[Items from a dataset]
──────────
use crate::bitwriter::BitWriter;
use crate::fragment::{CodingMode, MotionVector};

use CodingMode::*;

/// Rank-to-mode orders of the fixed schemes 1 to 6.
pub const FIXED_SCHEMES: [[CodingMode; 8]; 6] = [
    [InterLastMv, InterPriorLastMv, InterMv, InterNoMv, Intra, GoldenNoMv, GoldenMv, InterFourMv],
    [InterLastMv, InterPriorLastMv, InterNoMv, InterMv, Intra, GoldenNoMv, GoldenMv, InterFourMv],
    [InterLastMv, InterMv, InterPriorLastMv, InterNoMv, Intra, GoldenNoMv, GoldenMv, InterFourMv],
    [InterLastMv, InterMv, InterNoMv, InterPriorLastMv, Intra, GoldenNoMv, GoldenMv, InterFourMv],
    [InterNoMv, InterLastMv, InterPriorLastMv, InterMv, Intra, GoldenNoMv, GoldenMv, InterFourMv],
    [InterNoMv, GoldenNoMv, InterLastMv, InterPriorLastMv, InterMv, Intra, GoldenMv, InterFourMv],
];

const RANK_BITS: [u32; 8] = [1, 2, 3, 4, 5, 6, 7, 7];
const CUSTOM_SCHEME: u8 = 0;
const RAW_SCHEME: u8 = 7;
const CUSTOM_DESCRIPTION_BITS: u32 = 24;

/// A mode coding scheme: selector plus the rank of every mode, indexed by
/// [`CodingMode::code`]. Ranks are unused by the raw scheme.
#[derive(Debug, Clone, Copy, PartialEq, Eq)]
pub struct ModeScheme {
    pub index: u8,
    pub ranks: [u8; 8],
}

fn ranks_of(order: &[CodingMode; 8]) -> [u8; 8] {
    let mut ranks = [0u8; 8];
    for (rank, mode) in order.iter().enumerate() {
        ranks[mode.code()] = rank as u8;
    }
    ranks
}

fn custom_ranks(histogram: &[u32; 8]) -> [u8; 8] {
    let mut order = CodingMode::DEFAULT_ORDER;
    order.sort_by_key(|m| std::cmp::Reverse(histogram[m.code()]));
    ranks_of(&order)
}

fn cost(histogram: &[u32; 8], ranks: &[u8; 8]) -> u32 {
    histogram
        .iter()
        .zip(ranks.iter())
        .map(|(&n, &r)| n * RANK_BITS[r as usize])
        .sum()
}

/// Picks the cheapest scheme for `modes`; the first wins ties.
pub fn choose_scheme(modes: &[CodingMode]) -> ModeScheme {
    let mut histogram = [0u32; 8];
    for m in modes {
        histogram[m.code()] += 1;
    }

    let custom = custom_ranks(&histogram);
    let mut best = ModeScheme {
        index: CUSTOM_SCHEME,
        ranks: custom,
    };
    let mut best_cost = cost(&histogram, &custom) + CUSTOM_DESCRIPTION_BITS;
    for (i, order) in FIXED_SCHEMES.iter().enumerate() {
        let ranks = ranks_of(order);
        let c = cost(&histogram, &ranks);
        if c < best_cost {
            best_cost = c;
            best = ModeScheme {
                index: i as u8 + 1,
                ranks,
            };
        }
    }
    if 3 * (modes.len() as u32) < best_cost {
        best = ModeScheme {
            index: RAW_SCHEME,
            ranks: ranks_of(&CodingMode::DEFAULT_ORDER),
        };
    }
    log::trace!("mode scheme {} for {} macroblocks", best.index, modes.len());
    best
}

/// Writes the scheme selector, the custom description if any, then one
/// symbol per mode.
pub fn write_modes(w: &mut BitWriter, modes: &[CodingMode], scheme: &ModeScheme) {
    w.write_bits(u32::from(scheme.index), 3);
    if scheme.index == CUSTOM_SCHEME {
        for mode in CodingMode::DEFAULT_ORDER {
            w.write_bits(u32::from(scheme.ranks[mode.code()]), 3);
        }
    }
    for mode in modes {
        if scheme.index == RAW_SCHEME {
            w.write_bits(mode.code() as u32, 3);
            continue;
        }
        let rank = scheme.ranks[mode.code()];
        for _ in 0..rank {
            w.write_bit(true);
        }
        if rank < 7 {
            w.write_bit(false);
        }
    }
}

/// Variable-length code for one vector component as `(bits, length)`.
fn packed_component(v: i16) -> (u32, u8) {
    let mag = v.unsigned_abs() as u32;
    let sign = u32::from(v < 0);
    match mag {
        0 => (0, 3),
        1 => (if sign == 1 { 2 } else { 1 }, 3),
        2 => ((3 << 1) | sign, 4),
        3 => ((4 << 1) | sign, 4),
        4..=7 => ((5 << 3) | ((mag - 4) << 1) | sign, 6),
        8..=15 => ((6 << 4) | ((mag - 8) << 1) | sign, 7),
        _ => ((7 << 5) | ((mag - 16) << 1) | sign, 8),
    }
}

fn raw_component(v: i16) -> (u32, u8) {
    ((u32::from(v.unsigned_abs()) << 1) | u32::from(v < 0), 6)
}

/// Whether the flat table codes `mvs` in strictly fewer bits.
pub fn prefer_raw_vectors(mvs: &[MotionVector]) -> bool {
    let packed: u32 = mvs
        .iter()
        .map(|mv| u32::from(packed_component(mv.x).1) + u32::from(packed_component(mv.y).1))
        .sum();
    (12 * mvs.len() as u32) < packed
}

pub fn write_vectors(w: &mut BitWriter, mvs: &[MotionVector]) {
    debug_assert!(mvs.iter().all(|mv| mv.in_range()));
    let raw = prefer_raw_vectors(mvs);
    w.write_bit(raw);
    let code: fn(i16) -> (u32, u8) = if raw { raw_component } else { packed_component };
    for mv in mvs {
        for c in [mv.x, mv.y] {
            let (bits, len) = code(c);
            w.write_bits(bits, len);
        }
    }
}
/// Largest coefficient magnitude the token alphabet can carry.
pub const MAX_COEFF: i16 = 580;

/// Pixel-difference, transform and quantization primitives.
///
/// All blocks are 8x8 in raster order.
pub trait Dsp {
    fn sad(&self, src: &[u8; 64], pred: &[u8; 64]) -> u32;

    /// Prediction error used for mode decisions: `64 * sum(d^2) - sum(d)^2`.
    fn inter_error(&self, src: &[u8; 64], pred: &[u8; 64]) -> u32;

    fn intra_error(&self, src: &[u8; 64]) -> u32;

    /// Forward DCT scaled so that the reconstruction transform inverts it.
    fn fdct(&self, residual: &[i16; 64]) -> [i32; 64];

    /// Quantizes raster-order coefficients with raster-order step sizes.
    fn quantize(&self, coeffs: &[i32; 64], qmat: &[i32; 64]) -> [i16; 64];
}

#[derive(Debug, Clone, Copy, Default)]
pub struct ScalarDsp;

fn variance_metric(diffs: impl Iterator<Item = i32>) -> u32 {
    let (sum, sum_sq) = diffs.fold((0i64, 0i64), |(s, sq), d| (s + d as i64, sq + (d * d) as i64));
    (64 * sum_sq - sum * sum) as u32
}

fn dct_basis() -> [[f64; 8]; 8] {
    let mut basis = [[0f64; 8]; 8];
    for (k, row) in basis.iter_mut().enumerate() {
        let scale = if k == 0 {
            (1.0f64 / 8.0).sqrt()
        } else {
            (2.0f64 / 8.0).sqrt()
        };
        for (n, b) in row.iter_mut().enumerate() {
            *b = scale * ((2 * n + 1) as f64 * k as f64 * std::f64::consts::PI / 16.0).cos();
        }
    }
    basis
}

impl Dsp for ScalarDsp {
    fn sad(&self, src: &[u8; 64], pred: &[u8; 64]) -> u32 {
        src.iter()
            .zip(pred.iter())
            .map(|(&a, &b)| (a as i32 - b as i32).unsigned_abs())
            .sum()
    }

    fn inter_error(&self, src: &[u8; 64], pred: &[u8; 64]) -> u32 {
        variance_metric(src.iter().zip(pred.iter()).map(|(&a, &b)| a as i32 - b as i32))
    }

    fn intra_error(&self, src: &[u8; 64]) -> u32 {
        variance_metric(src.iter().map(|&a| a as i32))
    }

    fn fdct(&self, residual: &[i16; 64]) -> [i32; 64] {
        let basis = dct_basis();
        let mut rows = [0f64; 64];
        for y in 0..8 {
            for (k, b) in basis.iter().enumerate() {
                rows[y * 8 + k] = (0..8).map(|n| b[n] * residual[y * 8 + n] as f64).sum();
            }
        }
        let mut out = [0i32; 64];
        for x in 0..8 {
            for (k, b) in basis.iter().enumerate() {
                let v: f64 = (0..8).map(|n| b[n] * rows[n * 8 + x]).sum();
                out[k * 8 + x] = (v * 4.0).round() as i32;
            }
        }
        out
    }

    fn quantize(&self, coeffs: &[i32; 64], qmat: &[i32; 64]) -> [i16; 64] {
        let mut out = [0i16; 64];
        for ((dst, &c), &q) in out.iter_mut().zip(coeffs.iter()).zip(qmat.iter()) {
            let mag = ((c.abs() + q / 2) / q).min(MAX_COEFF as i32) as i16;
            *dst = if c < 0 { -mag } else { mag };
        }
        out
    }
}
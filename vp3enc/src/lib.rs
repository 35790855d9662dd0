#![forbid(unsafe_code)]

pub mod bitwriter;
pub mod change_map;
pub mod dc_pred;
pub mod dsp;
pub mod encoder;
pub mod error;
pub mod fragment;
pub mod frame;
pub mod hierarchy;
pub mod huffman;
pub mod huffman_tables;
pub mod mode_pack;
pub mod modes;
pub mod motion;
pub mod packet;
pub mod quant;
pub mod rc;
pub mod recon;
pub mod scan;
pub mod tokenize;
pub mod upregulate;
pub mod y4m;

pub use dsp::{Dsp, ScalarDsp};
pub use encoder::{Encoder, EncoderConfig};
pub use error::EncoderError;
pub use frame::{EncodedFrame, FrameEncoder, FrameInput, FrameSettings};
pub use packet::{FrameType, Packet};
pub use y4m::FramePixels;

/// Quantizer index used when neither a bitrate nor a quality is given.
pub const DEFAULT_Q_INDEX: u8 = 40;
pub const DEFAULT_KEYINT: usize = 25;

#[derive(Debug, Clone)]
pub struct EncodeConfig {
    pub keyint: usize,
    pub target_bitrate: Option<u64>,
    pub fps: f64,
    /// AC scale to encode every frame at, bypassing rate control.
    pub fixed_quality: Option<u16>,
    pub max_q_index: u8,
    pub fast_motion_search: bool,
}

impl Default for EncodeConfig {
    fn default() -> Self {
        Self {
            keyint: DEFAULT_KEYINT,
            target_bitrate: None,
            fps: 25.0,
            fixed_quality: None,
            max_q_index: 63,
            fast_motion_search: false,
        }
    }
}

/// Encodes a sequence of equally sized pictures into one packet per frame.
pub fn encode(frames: &[FramePixels], config: &EncodeConfig) -> Result<Vec<Packet>, EncoderError> {
    let Some(first) = frames.first() else {
        return Ok(Vec::new());
    };

    let mut enc = Encoder::new(first.width, first.height, EncoderConfig::from(config))?;
    let mut packets = Vec::with_capacity(frames.len());

    for pixels in frames {
        enc.send_frame(pixels)?;
        while let Some(packet) = enc.receive_packet() {
            packets.push(packet);
        }
    }

    enc.flush();
    while let Some(packet) = enc.receive_packet() {
        packets.push(packet);
    }

    if let Some(stats) = enc.rate_control_stats() {
        log::info!(
            "rate control: target={}kbps, avg_q={}, buffer={}%",
            stats.target_bitrate / 1000,
            stats.avg_q_index,
            stats.buffer_fullness_pct
        );
    }

    Ok(packets)
}
use crate::hierarchy::Plane;

pub const Q_TABLE_SIZE: usize = 64;

/// AC scale per quantizer index. This is the frame "quality value".
pub const AC_SCALES: [u16; Q_TABLE_SIZE] = [
    500, 450, 400, 370, 340, 310, 285, 265,
    245, 225, 210, 195, 185, 180, 170, 160,
    150, 145, 135, 130, 125, 115, 110, 107,
    100,  96,  93,  89,  85,  82,  75,  74,
     70,  68,  64,  60,  57,  56,  52,  50,
     49,  45,  44,  43,  40,  38,  37,  35,
     33,  32,  30,  29,  28,  25,  24,  22,
     21,  19,  18,  17,  15,  13,  12,  10,
];

pub const DC_SCALES: [u16; Q_TABLE_SIZE] = [
    220, 200, 190, 180, 170, 170, 160, 160,
    150, 150, 140, 140, 130, 130, 120, 120,
    110, 110, 100, 100,  90,  90,  90,  80,
     80,  80,  70,  70,  70,  60,  60,  60,
     60,  50,  50,  50,  50,  40,  40,  40,
     40,  40,  30,  30,  30,  30,  30,  30,
     30,  20,  20,  20,  20,  20,  20,  20,
     20,  10,  10,  10,  10,  10,  10,  10,
];

const BASE_INTRA_Y: [i32; 64] = [
    16,  11,  10,  16,  24,  40,  51,  61,
    12,  12,  14,  19,  26,  58,  60,  55,
    14,  13,  16,  24,  40,  57,  69,  56,
    14,  17,  22,  29,  51,  87,  80,  62,
    18,  22,  37,  58,  68, 109, 103,  77,
    24,  35,  55,  64,  81, 104, 113,  92,
    49,  64,  78,  87, 103, 121, 120, 101,
    72,  92,  95,  98, 112, 100, 103,  99,
];

const BASE_INTRA_C: [i32; 64] = [
    17, 18, 24, 47, 99, 99, 99, 99,
    18, 21, 26, 66, 99, 99, 99, 99,
    24, 26, 56, 99, 99, 99, 99, 99,
    47, 66, 99, 99, 99, 99, 99, 99,
    99, 99, 99, 99, 99, 99, 99, 99,
    99, 99, 99, 99, 99, 99, 99, 99,
    99, 99, 99, 99, 99, 99, 99, 99,
    99, 99, 99, 99, 99, 99, 99, 99,
];

const BASE_INTER: [i32; 64] = [
    16,  16,  16,  20,  24,  28,  32,  40,
    16,  16,  20,  24,  28,  32,  40,  48,
    16,  20,  24,  28,  32,  40,  48,  64,
    20,  24,  28,  32,  40,  48,  64,  64,
    24,  28,  32,  40,  48,  64,  64,  64,
    28,  32,  40,  48,  64,  64,  64,  96,
    32,  40,  48,  64,  64,  64,  96, 128,
    40,  48,  64,  64,  64,  96, 128, 128,
];

/// Quantizer index whose AC scale equals `ac_scale`.
pub fn q_index_of(ac_scale: u16) -> Option<u8> {
    AC_SCALES
        .iter()
        .position(|&s| s == ac_scale)
        .map(|i| i as u8)
}

/// Finest quantizer index still at least as coarse as `ac_scale`.
pub fn nearest_q_index(ac_scale: u16) -> u8 {
    AC_SCALES
        .iter()
        .rposition(|&s| s >= ac_scale)
        .map_or(0, |i| i as u8)
}

fn rescale(base: &[i32; 64], dc_scale: i32, ac_scale: i32, min: i32) -> [i32; 64] {
    let mut out = [0i32; 64];
    for (dst, &b) in out.iter_mut().zip(base.iter()) {
        *dst = (b * ac_scale / 100).max(min) << 2;
    }
    out[0] = (base[0] * dc_scale / 100).max(min * 2) << 2;
    out
}

/// Dequantization matrices for one frame, in raster order.
#[derive(Debug, Clone, PartialEq, Eq)]
pub struct QuantTables {
    ac_scale: u16,
    intra_y: [i32; 64],
    intra_c: [i32; 64],
    inter: [i32; 64],
}

impl QuantTables {
    pub fn for_index(q_index: u8) -> Self {
        let q = q_index as usize;
        Self::with_scales(AC_SCALES[q], DC_SCALES[q])
    }

    /// Tables for a quality value that may not be in [`AC_SCALES`].
    pub fn for_quality(ac_scale: u16) -> Self {
        Self::with_scales(ac_scale, DC_SCALES[nearest_q_index(ac_scale) as usize])
    }

    fn with_scales(ac_scale: u16, dc_scale: u16) -> Self {
        let (ac, dc) = (i32::from(ac_scale), i32::from(dc_scale));
        Self {
            ac_scale,
            intra_y: rescale(&BASE_INTRA_Y, dc, ac, 2),
            intra_c: rescale(&BASE_INTRA_C, dc, ac, 2),
            inter: rescale(&BASE_INTER, dc, ac, 4),
        }
    }

    pub fn ac_scale(&self) -> u16 {
        self.ac_scale
    }

    pub fn matrix(&self, intra: bool, plane: Plane) -> &[i32; 64] {
        match (intra, plane) {
            (true, Plane::Y) => &self.intra_y,
            (true, _) => &self.intra_c,
            (false, _) => &self.inter,
        }
    }
}
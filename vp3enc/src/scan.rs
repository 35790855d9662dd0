/// Zig-zag position to raster position within an 8x8 block.
pub const ZIGZAG: [usize; 64] = [
     0,  1,  8, 16,  9,  2,  3, 10,
    17, 24, 32, 25, 18, 11,  4,  5,
    12, 19, 26, 33, 40, 48, 41, 34,
    27, 20, 13,  6,  7, 14, 21, 28,
    35, 42, 49, 56, 57, 50, 43, 36,
    29, 22, 15, 23, 30, 37, 44, 51,
    58, 59, 52, 45, 38, 31, 39, 46,
    53, 60, 61, 54, 47, 55, 62, 63,
];

/// Reorders raster coefficients into zig-zag order.
pub fn to_zigzag(raster: &[i16; 64]) -> [i16; 64] {
    let mut out = [0i16; 64];
    for (dst, &pos) in out.iter_mut().zip(ZIGZAG.iter()) {
        *dst = raster[pos];
    }
    out
}

/// Reorders zig-zag coefficients back into raster order.
pub fn from_zigzag(zigzag: &[i16; 64]) -> [i16; 64] {
    let mut out = [0i16; 64];
    for (&c, &pos) in zigzag.iter().zip(ZIGZAG.iter()) {
        out[pos] = c;
    }
    out
}
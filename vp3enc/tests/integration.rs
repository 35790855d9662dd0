use rand::{Rng, SeedableRng};
use rand_chacha::ChaChaRng;
use vp3enc::quant::AC_SCALES;
use vp3enc::{EncodeConfig, Encoder, EncoderConfig, EncoderError, FramePixels, FrameType};

fn create_multi_frame_y4m(width: u32, height: u32, frames: &[FramePixels]) -> Vec<u8> {
    let header = format!("YUV4MPEG2 W{} H{} F25:1 Ip A1:1 C420jpeg\n", width, height);
    let mut data = header.into_bytes();
    for f in frames {
        data.extend_from_slice(b"FRAME\n");
        data.extend_from_slice(&f.y);
        data.extend_from_slice(&f.u);
        data.extend_from_slice(&f.v);
    }
    data
}

/// Diagonal gradient with a textured square whose left edge is at `x0`.
fn moving_square(width: u32, height: u32, x0: usize) -> FramePixels {
    let mut rng = ChaChaRng::from_seed([11; 32]);
    let texture: Vec<u8> = (0..16 * 16).map(|_| rng.gen_range(40..200)).collect();
    let mut f = FramePixels::solid(width, height, 0, 110, 140);
    let (w, h) = (width as usize, height as usize);
    for y in 0..h {
        for x in 0..w {
            f.y[y * w + x] = (16 + (x + 2 * y) * 200 / (w + 2 * h)) as u8;
        }
    }
    for y in 0..16 {
        for x in 0..16 {
            f.y[(16 + y) * w + (x0 + x) % w] = texture[y * 16 + x];
        }
    }
    f
}

fn noise(width: u32, height: u32, seed: u8) -> FramePixels {
    let mut rng = ChaChaRng::from_seed([seed; 32]);
    let mut f = FramePixels::solid(width, height, 0, 0, 0);
    for p in f.y.iter_mut().chain(f.u.iter_mut()).chain(f.v.iter_mut()) {
        *p = rng.r#gen();
    }
    f
}

fn mean_abs_error(a: &[u8], b: &[u8]) -> f64 {
    let total: u64 = a.iter().zip(b).map(|(&x, &y)| u64::from(x.abs_diff(y))).sum();
    total as f64 / a.len() as f64
}

fn fixed(q_index: usize) -> EncodeConfig {
    EncodeConfig {
        fixed_quality: Some(AC_SCALES[q_index]),
        fast_motion_search: true,
        ..Default::default()
    }
}

#[test]
fn y4m_sequence_encodes_to_one_packet_per_frame() {
    let frames: Vec<_> = (0..4).map(|i| moving_square(64, 48, i * 2)).collect();
    let y4m = create_multi_frame_y4m(64, 48, &frames);
    let parsed = FramePixels::all_from_y4m(&y4m).unwrap();
    assert_eq!(parsed, frames);

    let packets = vp3enc::encode(&parsed, &fixed(40)).unwrap();
    assert_eq!(packets.len(), 4);
    for (i, p) in packets.iter().enumerate() {
        assert_eq!(p.frame_number, i as u64);
        assert_eq!(p.q_index, 40);
        // Frame type bit, reserved bit, then the quantizer index.
        assert_eq!(p.data[0] >> 7 == 1, p.frame_type == FrameType::Inter);
        assert_eq!(p.data[0] & 0x3f, 40);
    }
    assert_eq!(packets[0].frame_type, FrameType::Key);
    // Key frame version field: 13 bits holding 1 after the first byte.
    assert_eq!(packets[0].data[1], 0);
    assert_eq!(packets[0].data[2] >> 3, 1);
}

#[test]
fn black_key_frame_is_deterministic() {
    let frames = [FramePixels::solid(176, 144, 0, 0, 0)];
    let a = vp3enc::encode(&frames, &fixed(30)).unwrap();
    let b = vp3enc::encode(&frames, &fixed(30)).unwrap();
    assert_eq!(a[0].data, b[0].data);
}

#[test]
fn motion_makes_inter_frames_cheaper_than_key_frames() {
    let frames: Vec<_> = (0..6).map(|i| moving_square(64, 64, 8 + i * 2)).collect();
    let packets = vp3enc::encode(&frames, &fixed(45)).unwrap();
    let key = packets[0].data.len();
    for p in &packets[1..] {
        assert_eq!(p.frame_type, FrameType::Inter);
        assert!(p.data.len() < key, "inter {} vs key {}", p.data.len(), key);
    }
}

#[test]
fn reconstruction_tracks_the_source() {
    let mut enc = Encoder::new(64, 64, EncoderConfig::from(&fixed(50))).unwrap();
    for i in 0..5 {
        let frame = moving_square(64, 64, 8 + i * 3);
        enc.send_frame(&frame).unwrap();
        enc.receive_packet().unwrap();
        let recon = enc.reference().unwrap();
        let err = mean_abs_error(&recon.y, &frame.y);
        assert!(err < 8.0, "frame {i}: mean error {err}");
    }
}

#[test]
fn exhaustive_and_fast_search_both_encode() {
    let frames: Vec<_> = (0..3).map(|i| moving_square(48, 48, 4 + i * 5)).collect();
    for fast in [false, true] {
        let config = EncodeConfig {
            fast_motion_search: fast,
            ..fixed(40)
        };
        let packets = vp3enc::encode(&frames, &config).unwrap();
        assert_eq!(packets.len(), 3);
        assert!(packets.iter().all(|p| !p.data.is_empty()));
    }
}

#[test]
fn higher_bitrate_buys_finer_quantizers() {
    let frames: Vec<_> = (0..6).map(|i| noise(32, 32, i)).collect();
    let run = |bitrate: u64| {
        let config = EncodeConfig {
            target_bitrate: Some(bitrate),
            keyint: 3,
            fast_motion_search: true,
            ..Default::default()
        };
        vp3enc::encode(&frames, &config).unwrap()
    };
    let low = run(5_000);
    let high = run(1_000_000);
    let bytes = |p: &[vp3enc::Packet]| p.iter().map(|p| p.data.len()).sum::<usize>();
    assert!(bytes(&high) > bytes(&low));
    let avg_q = |p: &[vp3enc::Packet]| p.iter().map(|p| u32::from(p.q_index)).sum::<u32>();
    assert!(avg_q(&high) > avg_q(&low));
    for p in low.iter().chain(high.iter()) {
        if p.frame_type == FrameType::Key {
            assert!(vp3enc::rc::KEY_Q_RANGE.contains(&p.q_index));
        }
    }
}

#[test]
fn max_q_index_caps_rate_control() {
    let frames: Vec<_> = (0..4).map(|i| noise(32, 32, i)).collect();
    let config = EncodeConfig {
        target_bitrate: Some(50_000_000),
        max_q_index: 25,
        fast_motion_search: true,
        ..Default::default()
    };
    let packets = vp3enc::encode(&frames, &config).unwrap();
    assert!(packets.iter().all(|p| p.q_index <= 25));
}

#[test]
fn unmatched_quality_uses_index_zero() {
    let config = EncodeConfig {
        fixed_quality: Some(101),
        ..Default::default()
    };
    let packets = vp3enc::encode(&[moving_square(32, 32, 0)], &config).unwrap();
    assert_eq!(packets[0].q_index, 0);
    assert_eq!(packets[0].data[0] & 0x3f, 0);
}

#[test]
fn static_sequence_costs_almost_nothing_after_the_key_frame() {
    let frame = moving_square(64, 64, 20);
    let packets = vp3enc::encode(&vec![frame; 4], &fixed(63)).unwrap();
    let key = packets[0].data.len();
    for p in &packets[1..] {
        assert!(p.data.len() * 4 < key, "static inter frame took {} bytes", p.data.len());
    }
}

#[test]
fn invalid_inputs_are_reported() {
    assert!(matches!(
        Encoder::new(100, 64, EncoderConfig::from(&EncodeConfig::default())),
        Err(EncoderError::InvalidDimensions { width: 100, .. })
    ));
    assert!(matches!(
        FramePixels::all_from_y4m(b"not a y4m file"),
        Err(EncoderError::InvalidY4m(_))
    ));
    let frames = [FramePixels::solid(32, 32, 0, 0, 0), FramePixels::solid(32, 48, 0, 0, 0)];
    assert!(matches!(
        vp3enc::encode(&frames, &EncodeConfig::default()),
        Err(EncoderError::DimensionMismatch { .. })
    ));
}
──────────
Work to complete:
Would you please give the number of lines in the data above that contain the string "histogram"? Reply with that number only.

Exercise answer:
9